Denial, by contrast, is the process by which painful or upsetting thoughts recede from consciousness. A patient in denial may not just skip medication; they may genuinely not believe they need it, avoid thinking about their condition altogether, or become agitated when family members bring it up. Diabetes is a particularly common context for this. Managing blood sugar requires constant effort: monitoring diet and exercise, doing finger-stick tests, scheduling lab work, and taking insulin or other medications. When you add the long-term risks of blindness, kidney failure, and heart disease, the emotional weight can push some patients into a pattern of avoidance that looks like carelessness but is actually a psychological response to an overwhelming situation.
When Denial Helps and When It Hurts
In mild forms, denial has genuine value. If every person fully absorbed every piece of bad news the moment they heard it, daily life would become unmanageable. A short period of denial after a diagnosis gives the mind time to adjust. Some patients use this window to gather information, seek second opinions, or prepare emotionally before engaging fully with treatment.
Denial becomes harmful when it persists long enough to affect outcomes. Skipping cancer screenings because “it won’t happen to me,” ignoring worsening symptoms of heart disease, or refusing to discuss end-of-life planning when time is limited are all situations where denial moves from protective to destructive. The line between the two isn’t always obvious, which is part of what makes it so difficult for both patients and the people around them. Loved ones often recognize the denial before the patient does, which can create tension and frustration on both sides.
If you recognize denial in yourself or someone you care about, the most effective approach is usually not confrontation. Gentle, repeated conversations that acknowledge the emotional difficulty of the situation tend to work better than insisting someone “face reality.” Therapists who specialize in health psychology or chronic illness can help patients move through denial at a pace they can tolerate.
Insurance Claim Denials
The other meaning of denial in healthcare is purely administrative: your insurance company refuses to pay for a service. This is increasingly common. A 2025 survey of 250 healthcare billing professionals found that 41% of providers now face denial rates of 10% or higher, a figure that has grown every year since tracking began in 2022.
For preventive care specifically, about 1.3% of claims are denied. That sounds small, but across millions of claims it affects a substantial number of patients. The two most common reasons are specific benefit denials (the service isn’t covered under your plan, accounting for about half of all preventive care denials) and billing errors (the provider submitted incorrect codes or missing information, accounting for roughly 38% of denials). Other reasons include lapsed coverage or confusion when a patient has multiple insurance sources.

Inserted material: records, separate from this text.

use super::render::format_entry;
use futures::StreamExt;
use ledgerfeed::config::LedgerfeedConfig;
use ledgerfeed::pipeline::{FeedFilter, VerificationFilter};
use ledgerfeed::Newsroom;
use std::time::Duration;
use tracing::warn;

/// List the feed, then optionally follow new commits
pub async fn execute(
    newsroom: &Newsroom,
    config: &LedgerfeedConfig,
    search: Option<String>,
    verified: bool,
    unverified: bool,
    min_score: Option<f64>,
    follow: bool,
) -> Result<(), Box<dyn std::error::Error>> {
    let filter = build_filter(search, verified, unverified, min_score)?;
    let gateway = config.store.gateway.as_deref();

    let snapshot = newsroom.list_feed_snapshot(&filter).await?;
    if snapshot.entries.is_empty() {
        println!("No entries.");
    }
    for entry in &snapshot.entries {
        println!("{}", format_entry(entry, gateway, false));
    }

    if !follow {
        return Ok(());
    }

    println!("Waiting for new entries (Ctrl-C to stop)...");
    let poll_interval = Duration::from_millis(config.ledger.poll_interval_ms);
    let updates = newsroom.follow_from(snapshot.next_index, poll_interval);
    futures::pin_mut!(updates);

    loop {
        tokio::select! {
            _ = tokio::signal::ctrl_c() => return Ok(()),
            next = updates.next() => match next {
                Some(Ok(entry)) if filter.matches(&entry) => {
                    println!("{}", format_entry(&entry, gateway, false));
                }
                Some(Ok(_)) => {}
                Some(Err(e)) => warn!(error = %e, "ledger poll failed"),
                None => return Ok(()),
            },
        }
    }
}

fn build_filter(
    search: Option<String>,
    verified: bool,
    unverified: bool,
    min_score: Option<f64>,
) -> Result<FeedFilter, Box<dyn std::error::Error>> {
    if let Some(min) = min_score {
        if !(0.0..=1.0).contains(&min) {
            return Err(format!("--min-score must be between 0 and 1, got {}", min).into());
        }
    }

    let verification = match (verified, unverified) {
        (true, false) => VerificationFilter::Verified,
        (false, true) => VerificationFilter::Unverified,
        (false, false) => VerificationFilter::All,
        (true, true) => return Err("--verified and --unverified are exclusive".into()),
    };

    Ok(FeedFilter {
        search,
        min_score,
        verification,
    })
}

What to Do About a Denied Claim
A denied claim is not necessarily a final answer. Many denials result from fixable problems. If the denial was due to a billing error, your provider’s office can correct the codes and resubmit. If the denial was for a specific benefit, check your plan’s explanation of benefits to confirm whether the service truly isn’t covered or whether it was categorized incorrectly.

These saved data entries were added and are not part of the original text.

//! Presentation-facing API.
//!
//! `Newsroom` wires the clients into the write and read paths and exposes the
//! three calls a UI needs: `submit`, `list_feed`, `get_entry`. Caller-side
//! retry policy lives here, not in the clients.

use crate::identity::{address_changes, IdentityProvider, IdentityResult};
use crate::ledger::{LedgerClient, LedgerClientConfig, LedgerError, LedgerTransport};
use crate::model::{Address, ContentRef, FeedEntry};
use crate::pipeline::{
    EntryError, FeedAggregator, FeedError, FeedFilter, FeedSnapshot, Submission,
    SubmissionError, SubmissionOrchestrator, SubmissionReceipt,
};
use crate::retry::{retry_with_backoff, RetryPolicy};
use crate::scorer::{CredibilityScorer, ScoringBackend, DEFAULT_SCORER_TIMEOUT};
use crate::store::{ContentStore, ContentStoreClient, DEFAULT_STORE_TIMEOUT};
use futures::stream::{Stream, StreamExt};
use std::sync::Arc;
use std::time::Duration;
use tokio::sync::watch;
use tokio_stream::wrappers::WatchStream;

/// External systems the pipeline talks to.
#[derive(Clone)]
pub struct Backends {
    pub identity: Arc<dyn IdentityProvider>,
    pub ledger: Arc<dyn LedgerTransport>,
    pub store: Arc<dyn ContentStore>,
    pub scorer: Arc<dyn ScoringBackend>,
}

/// Timeouts, limits and retry policy.
#[derive(Debug, Clone)]
pub struct NewsroomSettings {
    pub ledger: LedgerClientConfig,
    pub store_timeout: Duration,
    pub scorer_timeout: Duration,
    pub retry: RetryPolicy,
}

impl Default for NewsroomSettings {
    fn default() -> Self {
        Self {
            ledger: LedgerClientConfig::default(),
            store_timeout: DEFAULT_STORE_TIMEOUT,
            scorer_timeout: DEFAULT_SCORER_TIMEOUT,
            retry: RetryPolicy::default(),
        }
    }
}

pub struct Newsroom {
    identity: Arc<dyn IdentityProvider>,
    author: watch::Receiver<Option<Address>>,
    ledger: LedgerClient,
    orchestrator: SubmissionOrchestrator,
    feed: FeedAggregator,
    retry: RetryPolicy,
}

impl Newsroom {
    pub fn new(backends: Backends, settings: NewsroomSettings) -> Self {
        let fanout_limit = settings.ledger.fanout_limit;
        let ledger = LedgerClient::new(
            backends.ledger,
            backends.identity.clone(),
            settings.ledger,
        );
        let store = ContentStoreClient::new(backends.store, settings.store_timeout);
        let scorer = CredibilityScorer::new(backends.scorer, settings.scorer_timeout);

        Self {
            author: backends.identity.subscribe(),
            orchestrator: SubmissionOrchestrator::new(
                backends.identity.clone(),
                scorer,
                store.clone(),
                ledger.clone(),
            ),
            feed: FeedAggregator::new(ledger.clone(), store, fanout_limit),
            identity: backends.identity,
            ledger,
            retry: settings.retry,
        }
    }

    /// Address submissions will be attributed to, as of the latest change notification.
    pub fn current_author(&self) -> Option<Address> {
        self.author.borrow().clone()
    }

    /// Ask the identity provider for an address (may prompt).
    pub async fn request_identity(&self) -> IdentityResult<Address> {
        self.identity.request_address().await
    }

    /// Address-changed notifications, starting with the current address.
    pub fn identity_changes(&self) -> WatchStream<Option<Address>> {
        address_changes(self.identity.as_ref())
    }

    /// Submit, retrying only failures that never reached the ledger.
    pub async fn submit(&self, submission: &Submission) -> Result<SubmissionReceipt, SubmissionError> {
        retry_with_backoff(
            &self.retry,
            || self.orchestrator.submit(submission),
            SubmissionError::is_retryable_from_idle,
        )
        .await
    }

    /// Newest-first feed narrowed by `filter`.
    pub async fn list_feed(&self, filter: &FeedFilter) -> Result<Vec<FeedEntry>, FeedError> {
        retry_with_backoff(
            &self.retry,
            || self.feed.build_feed(Some(filter)),
            FeedError::is_retryable,
        )
        .await
    }

    /// [`list_feed`](Self::list_feed) plus the position to follow from.
    pub async fn list_feed_snapshot(&self, filter: &FeedFilter) -> Result<FeedSnapshot, FeedError> {
        retry_with_backoff(
            &self.retry,
            || self.feed.build_feed_snapshot(Some(filter)),
            FeedError::is_retryable,
        )
        .await
    }

    /// Single entry by content reference, in any `scheme://key/path` form.
    pub async fn get_entry(&self, content_ref: &ContentRef) -> Result<FeedEntry, EntryError> {
        retry_with_backoff(
            &self.retry,
            || self.feed.entry(content_ref),
            EntryError::is_retryable,
        )
        .await
    }

    /// Entries committed from now on, resolved as they appear.
    pub async fn follow(
        &self,
        poll_interval: Duration,
    ) -> Result<impl Stream<Item = Result<FeedEntry, LedgerError>> + '_, LedgerError> {
        let start = self.ledger.count().await?;
        Ok(self.follow_from(start, poll_interval))
    }

    /// Entries at `start` and after, resolved as they appear. Pass a
    /// snapshot's `next_index` to continue a listing without a gap.
    pub fn follow_from(
        &self,
        start: u64,
        poll_interval: Duration,
    ) -> impl Stream<Item = Result<FeedEntry, LedgerError>> + '_ {
        self.ledger
            .watch_from(start, poll_interval)
            .then(move |record| async move {
                match record {
                    Ok(record) => Ok(self.feed.resolve_record(record).await),
                    Err(e) => Err(e),
                }
            })
    }
}
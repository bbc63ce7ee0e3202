//! Submission orchestrator: the write path.
//!
//! ```text
//! Idle -> Scoring -> Storing -> Committing -> Done
//!   \________\__________\___________\______-> Failed
//! ```
//!
//! Content is stored before the index record referencing it is committed. A
//! commit failure leaves the stored payload orphaned; nothing indexes it, so
//! readers never see it, and it is not cleaned up.

use crate::identity::IdentityProvider;
use crate::ledger::{LedgerClient, LedgerError};
use crate::model::{now_millis, Address, ContentPayload, ContentRef, CredibilityScore, Millis};
use crate::scorer::CredibilityScorer;
use crate::store::{ContentStoreClient, StoreError};
use std::fmt;
use std::sync::Arc;
use tracing::{info, warn};

/// What is being submitted besides the title.
#[derive(Debug, Clone, PartialEq, Eq)]
pub enum SubmissionContent {
    /// Free text body; the only kind that gets scored.
    Text(String),
    /// An uploaded file, recorded by name.
    File { name: String },
    /// An external link, recorded by URL.
    Link(String),
}

/// One submission as entered by the author.
#[derive(Debug, Clone, PartialEq, Eq)]
pub struct Submission {
    pub title: String,
    pub content: SubmissionContent,
}

impl Submission {
    pub fn text(title: impl Into<String>, body: impl Into<String>) -> Self {
        Self {
            title: title.into(),
            content: SubmissionContent::Text(body.into()),
        }
    }

    pub fn file(title: impl Into<String>, name: impl Into<String>) -> Self {
        Self {
            title: title.into(),
            content: SubmissionContent::File { name: name.into() },
        }
    }

    pub fn link(title: impl Into<String>, url: impl Into<String>) -> Self {
        Self {
            title: title.into(),
            content: SubmissionContent::Link(url.into()),
        }
    }

    /// Body stored in the payload: the text, or a surrogate for files and links.
    pub fn body(&self) -> &str {
        match &self.content {
            SubmissionContent::Text(body) => body,
            SubmissionContent::File { name } => name,
            SubmissionContent::Link(url) => url,
        }
    }

    pub fn is_textual(&self) -> bool {
        matches!(self.content, SubmissionContent::Text(_))
    }

    fn validate(&self) -> Result<(), SubmissionError> {
        if self.title.trim().is_empty() {
            return Err(SubmissionError::Invalid("a title is required".to_string()));
        }
        let missing = match &self.content {
            SubmissionContent::Text(body) if body.trim().is_empty() => Some("text body"),
            SubmissionContent::File { name } if name.trim().is_empty() => Some("file"),
            SubmissionContent::Link(url) if url.trim().is_empty() => Some("link"),
            _ => None,
        };
        match missing {
            Some(what) => Err(SubmissionError::Invalid(format!("a {} is required", what))),
            None => Ok(()),
        }
    }
}

/// Position in the submission state machine.
#[derive(Debug, Clone, Copy, PartialEq, Eq)]
pub enum Stage {
    Idle,
    Scoring,
    Storing,
    Committing,
    Done,
}

impl fmt::Display for Stage {
    fn fmt(&self, f: &mut fmt::Formatter<'_>) -> fmt::Result {
        let name = match self {
            Stage::Idle => "idle",
            Stage::Scoring => "scoring",
            Stage::Storing => "storing",
            Stage::Committing => "committing",
            Stage::Done => "done",
        };
        f.write_str(name)
    }
}

/// Underlying cause of a failed stage.
#[derive(Debug, Clone, PartialEq, Eq, thiserror::Error)]
pub enum StageError {
    #[error("no identity is bound")]
    IdentityUnavailable,

    #[error(transparent)]
    Store(#[from] StoreError),

    #[error(transparent)]
    Ledger(#[from] LedgerError),
}

/// Write-path errors, tagged with the stage they occurred in.
#[derive(Debug, Clone, PartialEq, Eq, thiserror::Error)]
pub enum SubmissionError {
    #[error("Invalid submission: {0}")]
    Invalid(String),

    #[error("Submission failed while {stage}: {cause}")]
    Failed {
        stage: Stage,
        #[source]
        cause: StageError,
    },
}

impl SubmissionError {
    pub fn stage(&self) -> Option<Stage> {
        match self {
            SubmissionError::Invalid(_) => None,
            SubmissionError::Failed { stage, .. } => Some(*stage),
        }
    }

    /// True when nothing reached the ledger and the store was merely unreachable,
    /// so the whole submission can be repeated from `Idle`.
    pub fn is_retryable_from_idle(&self) -> bool {
        matches!(
            self,
            SubmissionError::Failed {
                stage: Stage::Storing,
                cause: StageError::Store(StoreError::Unavailable(_)),
            }
        )
    }
}

/// Outcome of a finalized submission.
#[derive(Debug, Clone, PartialEq)]
pub struct SubmissionReceipt {
    pub content_ref: ContentRef,
    pub sequence_index: u64,
    pub author: Address,
    pub timestamp: Millis,
    pub credibility_score: CredibilityScore,
}

type Clock = Arc<dyn Fn() -> Millis + Send + Sync>;

/// Composes scorer, content store and ledger into the write path.
#[derive(Clone)]
pub struct SubmissionOrchestrator {
    identity: Arc<dyn IdentityProvider>,
    scorer: CredibilityScorer,
    store: ContentStoreClient,
    ledger: LedgerClient,
    clock: Clock,
}

impl SubmissionOrchestrator {
    pub fn new(
        identity: Arc<dyn IdentityProvider>,
        scorer: CredibilityScorer,
        store: ContentStoreClient,
        ledger: LedgerClient,
    ) -> Self {
        Self {
            identity,
            scorer,
            store,
            ledger,
            clock: Arc::new(now_millis),
        }
    }

    /// Replace the wall clock used to timestamp payloads.
    pub fn with_clock(mut self, clock: impl Fn() -> Millis + Send + Sync + 'static) -> Self {
        self.clock = Arc::new(clock);
        self
    }

    /// Run one submission to `Done`, or fail with the stage it stopped at.
    ///
    /// Success is declared only after the ledger finalizes the index record.
    pub async fn submit(&self, submission: &Submission) -> Result<SubmissionReceipt, SubmissionError> {
        submission.validate()?;

        let author = self
            .identity
            .current_address()
            .ok_or(SubmissionError::Failed {
                stage: Stage::Idle,
                cause: StageError::IdentityUnavailable,
            })?;

        info!(stage = %Stage::Scoring, title = %submission.title, "submission started");
        let credibility_score = if submission.is_textual() {
            self.scorer.score(&submission.title, submission.body()).await
        } else {
            CredibilityScore::neutral()
        };

        let timestamp = (self.clock)();
        let payload = ContentPayload {
            title: submission.title.clone(),
            body: submission.body().to_string(),
            author: author.clone(),
            timestamp,
            credibility_score: credibility_score.value(),
        };

        info!(stage = %Stage::Storing, score = credibility_score.value(), "storing payload");
        let content_ref = self
            .store
            .put(&payload)
            .await
            .map_err(|e| fail(Stage::Storing, e))?;

        info!(stage = %Stage::Committing, content_ref = %content_ref, "committing index record");
        let receipt = match self.ledger.commit(&content_ref, &submission.title).await {
            Ok(receipt) => receipt,
            Err(e) => {
                warn!(content_ref = %content_ref, error = %e, "commit failed; stored payload is orphaned");
                return Err(fail(Stage::Committing, e));
            }
        };

        info!(
            stage = %Stage::Done,
            sequence_index = receipt.sequence_index,
            content_ref = %content_ref,
            "submission finalized"
        );
        Ok(SubmissionReceipt {
            content_ref,
            sequence_index: receipt.sequence_index,
            author,
            timestamp,
            credibility_score,
        })
    }
}

fn fail(stage: Stage, cause: impl Into<StageError>) -> SubmissionError {
    SubmissionError::Failed {
        stage,
        cause: cause.into(),
    }
}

You have the right to appeal any denial. Most insurers have a formal appeals process that involves submitting a written request, sometimes with a letter from your doctor explaining why the service was medically necessary. The success rate of appeals varies, but a meaningful percentage of denials are overturned, particularly when the original rejection was based on incomplete information. Keep records of every communication, including dates, reference numbers, and the names of representatives you speak with.